Industrial Farm Equipment Manufacturer (Manufacturer) had three separate Cloud Foundry environments up and running; two production environments, both with assigned data centers that had been running for a year, and a third development environment that was not yet linked to a data center.
The production environments were critically important to the day-to-day operation of the business, as they hosted dealership-related services.
With the loss of a key employee and the institutional knowledge that went with him, the remaining team members at Manufacturer weren't actively monitoring certificates or the respective re-issuance dates. Due to the problems during this transition of responsibility, some key re-issuance dates had already passed, leading to the expiration of BOSH-related certificates for the development environment, thus making it inoperable.
Soon after the development environment went down, the BOSH-related certificates for the first production environment also expired, leading to another outage. Fortunately, Manufacturer's high-availability design forced all traffic to go through the second production environment, enabling Manufacturer's operations to continue running smoothly.
These outages acted as a clear warning to the Manufacturer team, alerting them to the problem of expiring certificates along with the potentially disastrous consequences of having a second production become inoperable. Because of the sequence of certificate expiration's, it also gave the team a three-day warning period before the BOSH certificate for the second production would expire.

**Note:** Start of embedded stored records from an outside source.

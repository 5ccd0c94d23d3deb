use lazy_static::lazy_static;
use tracing::{debug, info, warn};

use crate::error::StorageError;

use super::backend::{DocumentBackend, IndexSpec};

pub const NATURAL_KEY_INDEX: &str = "projectName_1_name_1";
pub const TEXT_INDEX: &str = "file_text_search";

lazy_static! {
    /// Indexes the files collection needs before serving mutations.
    pub static ref FILE_INDEXES: Vec<IndexSpec> = vec![
        IndexSpec::new(NATURAL_KEY_INDEX).asc("projectName").asc("name").unique(),
        IndexSpec::new("projectName_1_updatedAt_-1").asc("projectName").desc("updatedAt"),
        IndexSpec::new("checksum_1").asc("checksum"),
        IndexSpec::new("metadata.mimeType_1").asc("metadata.mimeType"),
        IndexSpec::new("size_1").asc("size"),
        IndexSpec::new("metadata.tags_1").asc("metadata.tags"),
        IndexSpec::new(TEXT_INDEX)
            .text("name", 10)
            .text("metadata.keywords", 8)
            .text("metadata.tags", 5)
            .text("content", 1),
    ];

    pub static ref VERSION_INDEXES: Vec<IndexSpec> = vec![
        IndexSpec::new("projectName_1_fileName_1_version_1")
            .asc("projectName")
            .asc("fileName")
            .asc("version")
            .unique(),
    ];

    pub static ref STATS_INDEXES: Vec<IndexSpec> = vec![
        IndexSpec::new("projectName_1").asc("projectName").unique(),
    ];
}

/// Outcome of one provisioning pass, by index name.
#[derive(Debug, Default, Clone, PartialEq, Eq)]
pub struct ProvisionReport {
    pub ensured: Vec<String>,
    pub recreated: Vec<String>,
    pub failed: Vec<String>,
}

impl ProvisionReport {
    pub fn is_complete(&self) -> bool {
        self.failed.is_empty()
    }
}

/// Best-effort creation of `specs` on `collection`.
///
/// A definition conflict is repaired by dropping and recreating the index.
/// Every other failure is logged and recorded in the report; nothing here
/// returns an error.
pub async fn ensure_indexes(backend: &dyn DocumentBackend, collection: &str, specs: &[IndexSpec]) -> ProvisionReport {
    let mut report = ProvisionReport::default();

    for spec in specs {
        match backend.create_index(collection, spec).await {
            Ok(()) => {
                debug!(collection, index = %spec.name, "index ensured");
                report.ensured.push(spec.name.clone());
            }
            Err(StorageError::IndexConflict { .. }) => match recreate_index(backend, collection, spec).await {
                Ok(()) => {
                    info!(collection, index = %spec.name, "recreated index with conflicting definition");
                    report.recreated.push(spec.name.clone());
                }
                Err(e) => {
                    warn!(collection, index = %spec.name, error = %e, "failed to recreate conflicting index");
                    report.failed.push(spec.name.clone());
                }
            },
            Err(e) => {
                warn!(collection, index = %spec.name, error = %e, "failed to create index");
                report.failed.push(spec.name.clone());
            }
        }
    }

    report
}

async fn recreate_index(backend: &dyn DocumentBackend, collection: &str, spec: &IndexSpec) -> Result<(), StorageError> {
    backend.drop_index(collection, &spec.name).await?;
    backend.create_index(collection, spec).await
}

#[cfg(test)]
mod tests {
    use super::*;
    use crate::storage::MemoryBackend;

    #[tokio::test]
    async fn provisioning_is_idempotent() {
        let backend = MemoryBackend::new();

        let first = ensure_indexes(&backend, "files", &FILE_INDEXES).await;
        assert_eq!(first.ensured.len(), FILE_INDEXES.len());
        assert!(first.is_complete());

        let second = ensure_indexes(&backend, "files", &FILE_INDEXES).await;
        assert_eq!(second, first);
        assert_eq!(backend.list_indexes("files").await.unwrap().len(), FILE_INDEXES.len());
    }

    #[tokio::test]
    async fn conflicting_definition_is_dropped_and_recreated() {
        let backend = MemoryBackend::new();
        let stale = IndexSpec::new(NATURAL_KEY_INDEX).asc("name");
        backend.create_index("files", &stale).await.unwrap();

        let report = ensure_indexes(&backend, "files", &FILE_INDEXES).await;
        assert_eq!(report.recreated, vec![NATURAL_KEY_INDEX.to_string()]);
        assert!(report.is_complete());

        let indexes = backend.list_indexes("files").await.unwrap();
        let natural = indexes.iter().find(|i| i.name == NATURAL_KEY_INDEX).unwrap();
        assert!(natural.unique);
    }

    #[tokio::test]
    async fn failed_repairs_are_recorded_not_raised() {
        let backend = MemoryBackend::new();
        let other_text = IndexSpec::new("legacy_text").text("content", 1);
        backend.create_index("files", &other_text).await.unwrap();

        let report = ensure_indexes(&backend, "files", &FILE_INDEXES).await;
        assert_eq!(report.failed, vec![TEXT_INDEX.to_string()]);
        assert_eq!(report.ensured.len(), FILE_INDEXES.len() - 1);
    }

    #[test]
    fn text_index_weights_favour_names_over_content() {
        let text = FILE_INDEXES.iter().find(|i| i.name == TEXT_INDEX).unwrap();
        assert_eq!(text.weights["name"], 10);
        assert_eq!(text.weights["metadata.keywords"], 8);
        assert_eq!(text.weights["metadata.tags"], 5);
        assert_eq!(text.weights["content"], 1);
    }
}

The clock was ticking and, with the possibility of having day-to-day operations grinding to a halt, the team at Manufacturer called on Stark & Wayne for assistance. That's when Stark & Wayne's experience with Cloud Foundry and our collective approach enabled us to find a solution.
Stark & Wayne's engineers quickly gained access to BOSH and identified each certificate that had expired. With reissuing the certificates ruled out as a viable option, the experts at Stark & Wayne were undeterred and devised another plan for what to do.
Relying on the experience, the Stark & Wayne team decided to extract the certificates from the existing deployments and create renewal requests.
By taking this approach, Stark & Wayne was able to extend the expiration dates on the existing certificates, leveraging BOSH deployment paradigms to update the certificates for each VM through purpose-built software using Manufacturer's last standing production environment.
This secondary approach, unfamiliar to most people with little Cloud Foundry experience, helped Manufacturer avoid what could have been a catastrophic period of downtime, allowing Stark & Wayne to keep the one production environment and restore the two inoperable environments.
During this engagement, Stark & Wayne leveraged their Collective approach, which advised the onsite team to use the Stark & Wayne Safe certificate management tool for the job. This choice tool, based on all of Stark & Wayne's considerable experience, was an important factor in having the onsite team manage the process more effectively, allowing them to complete the job of renewing certificates a full day ahead of the projects three-day deadline.
To help prevent future outages, Stark & Wayne also taught Manufacturer's operation team how to use Doomsday, a Stark & Wayne-developed tool used to alert personnel automatically when certificates are nearing their expiration date. This reduces the team's reliance on tracking certificate expiration manually.
Stark & Wayne supplied best practices architecture recommendations to avoid BOSH certificate problems going forward.